## Data extract
use async_trait::async_trait;
use kvsession_core::{SessionData, SessionResult};

/// Persistence contract every session backend implements.
///
/// Stores own the byte-level encoding of session payloads; callers only ever
/// see [`SessionData`]. A store is not tied to one session and is shared
/// between many of them.
#[async_trait]
pub trait SessionStore: Send + Sync {
    /// Name the store was registered under.
    fn name(&self) -> &str;

    /// Writes `payload` under `id`.
    ///
    /// An empty payload deletes the record instead of keeping an empty one.
    /// `expire_secs > 0` installs an expiry together with the write; `0`
    /// means the record never expires.
    async fn store(&self, id: &str, payload: &SessionData, expire_secs: u64) -> SessionResult<()>;

    /// Reads the record stored under `id`.
    ///
    /// Absent and expired records both come back as an empty mapping.
    async fn retrieve(&self, id: &str) -> SessionResult<SessionData>;

    /// Removes the record stored under `id`.
    async fn remove(&self, id: &str) -> SessionResult<()> {
        self.store(id, &SessionData::new(), 0).await
    }
}
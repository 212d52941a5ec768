use thiserror::Error;

/// A convenience `Result` alias using [`SessionError`].
pub type SessionResult<T> = Result<T, SessionError>;

/// Every failure the session layer can surface to a caller.
///
/// None of these are retried internally; transient variants are left to the
/// caller's retry policy.
#[derive(Error, Debug)]
pub enum SessionError {
    /// A data access or `end` was attempted before `start` completed.
    #[error("session not started")]
    NotStarted,

    /// No backend is registered under the requested name.
    #[error("unknown session backend: {0}")]
    UnknownBackend(String),

    /// The underlying store could not be reached or refused the operation.
    #[error("session backend unavailable: {0}")]
    BackendUnavailable(String),

    /// Stored bytes could not be decoded into session data.
    #[error("corrupt session data: {0}")]
    CorruptSessionData(String),

    /// The id cannot be used as a key by the selected backend.
    #[error("invalid session id: {0:?}")]
    InvalidSessionId(String),

    /// Pool bounds were inconsistent.
    #[error("invalid pool size: min {min} > max {max}")]
    InvalidPoolSize {
        /// Requested floor.
        min: usize,
        /// Requested ceiling.
        max: usize,
    },

    /// Configuration could not be read or was malformed.
    #[error("config error: {0}")]
    Config(String),
}

impl SessionError {
    /// Whether the failure is transient and worth retrying by the caller.
    pub fn is_transient(&self) -> bool {
        matches!(self, SessionError::BackendUnavailable(_))
    }
}

impl From<std::io::Error> for SessionError {
    fn from(e: std::io::Error) -> Self {
        SessionError::BackendUnavailable(e.to_string())
    }
}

## Description of the task
For this exercise, copy each line from the listing above that has the word "registered".

## Finished exercise
    /// Name the store was registered under.
    /// No backend is registered under the requested name.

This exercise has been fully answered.